This derivation was particular interesting because of the subtle mistakes one can make and still get the correct answer. This was one of the problems in my assigned homeworks, where I also made a mistake in one of the partial differentiation steps.

Derivation

Given that the Laplace equation in Cartesian coordinates is given by

\[ \begin{align*} ∇^2 ϕ = \frac{\partial^2 ϕ}{\partial x^2} + \frac{\partial^2 ϕ}{\partial y^2} + \frac{\partial^2 ϕ}{\partial z^2} \\ \end{align*} \]

Let \(r\) be the hypotenuse of a triangle, \(x\) as the adjacent, and \(y\) as the opposite.

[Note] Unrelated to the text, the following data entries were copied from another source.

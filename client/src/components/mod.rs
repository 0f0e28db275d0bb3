//! Reusable UI component modules.
//!
//! SYSTEM CONTEXT
//! ==============
//! Components render site chrome and the sign-in surfaces while reading
//! shared state from Leptos context providers.

pub mod login_modal;
pub mod navbar;
pub mod otp_flow;
use super::*;

#[test]
fn session_record_serializes_only_present_fields() {
    let record = SessionRecord { name: Some("A".to_owned()), ..SessionRecord::default() };
    assert_eq!(serde_json::to_string(&record).unwrap(), r#"{"name":"A"}"#);
}

#[test]
fn session_record_reads_backend_user_shape() {
    let raw = r#"{
        "id": 7,
        "phone_number": "9876543210",
        "name": null,
        "email": null,
        "is_first_login": true
    }"#;
    let record: SessionRecord = serde_json::from_str(raw).unwrap();
    assert_eq!(record.id, Some(7));
    assert_eq!(record.phone_number.as_deref(), Some("9876543210"));
    assert_eq!(record.name, None);
    assert_eq!(record.is_first_login, Some(true));
    assert_eq!(record.profile_image, None);
}

#[test]
fn session_record_keeps_unknown_backend_fields() {
    let raw = r#"{"name":"A","wallet":{"balance":250}}"#;
    let record: SessionRecord = serde_json::from_str(raw).unwrap();
    assert_eq!(record.name.as_deref(), Some("A"));
    assert_eq!(record.extra.get("wallet"), Some(&serde_json::json!({"balance": 250})));
    assert_eq!(serde_json::to_string(&record).unwrap(), raw);
}

#[test]
fn session_record_stores_known_null_fields_as_absent() {
    let record: SessionRecord = serde_json::from_str(r#"{"name":null,"phone_number":"9876543210"}"#).unwrap();
    assert!(record.extra.is_empty());
    assert_eq!(serde_json::to_string(&record).unwrap(), r#"{"phone_number":"9876543210"}"#);
}

#[test]
fn session_record_rejects_wrong_field_types() {
    assert!(serde_json::from_str::<SessionRecord>(r#"{"name": 5}"#).is_err());
    assert!(serde_json::from_str::<SessionRecord>(r#""bob""#).is_err());
    assert!(serde_json::from_str::<SessionRecord>("[1, 2]").is_err());
}

#[test]
fn verify_response_accepts_missing_or_null_user() {
    let missing: VerifyOtpResponse = serde_json::from_str(r#"{"access": "x"}"#).unwrap();
    assert_eq!(missing.user, None);

    let null: VerifyOtpResponse = serde_json::from_str(r#"{"user": null}"#).unwrap();
    assert_eq!(null.user, None);
}

#[test]
fn verify_response_ignores_token_fields() {
    let raw = r#"{"refresh": "r", "access": "a", "user": {"name": "A"}}"#;
    let parsed: VerifyOtpResponse = serde_json::from_str(raw).unwrap();
    assert_eq!(parsed.user.and_then(|u| u.name).as_deref(), Some("A"));
}

#[test]
fn verify_response_rejects_malformed_user() {
    assert!(serde_json::from_str::<VerifyOtpResponse>(r#"{"user": "bob"}"#).is_err());
}

#[test]
fn payloads_serialize_backend_field_names() {
    let request = RequestOtpPayload { phone_number: "9876543210" };
    assert_eq!(
        serde_json::to_value(&request).unwrap(),
        serde_json::json!({ "phone_number": "9876543210" })
    );

    let verify = VerifyOtpPayload { phone_number: "9876543210", otp: "1234" };
    assert_eq!(
        serde_json::to_value(&verify).unwrap(),
        serde_json::json!({ "phone_number": "9876543210", "otp": "1234" })
    );
}

#[test]
fn error_message_prefers_message_then_error_then_detail() {
    assert_eq!(
        error_message_from_body(r#"{"message": "Invalid code", "error": "x"}"#).as_deref(),
        Some("Invalid code")
    );
    assert_eq!(error_message_from_body(r#"{"error": "OTP expired"}"#).as_deref(), Some("OTP expired"));
    assert_eq!(
        error_message_from_body(r#"{"detail": "Not found."}"#).as_deref(),
        Some("Not found.")
    );
}

#[test]
fn error_message_skips_blank_and_unparseable_bodies() {
    assert_eq!(error_message_from_body(r#"{"message": "  ", "error": "No OTP found"}"#).as_deref(), Some("No OTP found"));
    assert_eq!(error_message_from_body("<html>502</html>"), None);
    assert_eq!(error_message_from_body(""), None);
    assert_eq!(error_message_from_body("{}"), None);
}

\[ \begin{align*} x = r \cos(\theta), \quad y = r \sin(\theta) \\ x^2 + y^2 = r^2 \\ \end{align*} \]

\[ \begin{align*} \frac{\partial} {\partial x} \left( r^2 \right) &= \frac{\partial }{\partial x} \left( x^2 + y^2 \right) \\ 2r \frac{\partial r}{\partial x} &= 2x \frac{\partial x}{\partial x} \\ \frac{\partial r}{\partial x} &= \frac{x}{r} = \frac{r \cos(\theta)}{r} = \cos(\theta) \\ \frac{\partial} {\partial y} \left( r^2 \right) &= \frac{\partial }{\partial y} \left( x^2 + y^2 \right) \\ 2r \frac{\partial r}{\partial y} &= 2y \frac{\partial y}{\partial y} \\ \frac{\partial r}{\partial y} &= \frac{y}{r} = \frac{r \sin(\theta)}{r} = \sin(\theta) \\ \frac{\partial z}{\partial x} &= \frac{\partial z}{\partial y} = 0 \\ \end{align*} \]

From trigonometry,

\[ \begin{align*} \tan( \theta ) &= \frac{y}{x} \\ \theta &= \tan ^{-1} \left( \frac{y}{x} \right) \\ \frac{\partial \theta}{\partial x} &= \frac{\partial}{\partial x} \left( \tan ^{-1} \left( \frac{y}{x} \right) \right) \\ &= \frac{1}{1 + \left( \frac{y}{x} \right)^2 } \left( - \frac{y}{x^2} \right) \\ &= \frac{- y}{x^2 + y^2} = \frac{-r \sin(\theta)}{r^2} = \frac{-\sin(\theta)}{r} \\ \theta &= \tan ^{-1} \left( \frac{y}{x} \right) \\ \frac{\partial \theta}{\partial y} &= \frac{\partial}{\partial y} \left( \tan ^{-1} \left( \frac{y}{x} \right) \right) \\ &= \frac{1}{1 + \left( \frac{y}{x} \right)^2 } \left( \frac{1}{x} \right) \\ &= \frac{x}{x^2 + y^2} = \frac{r \cos(\theta)}{r^2} = \frac{\cos(\theta)}{r} \\ \end{align*} \]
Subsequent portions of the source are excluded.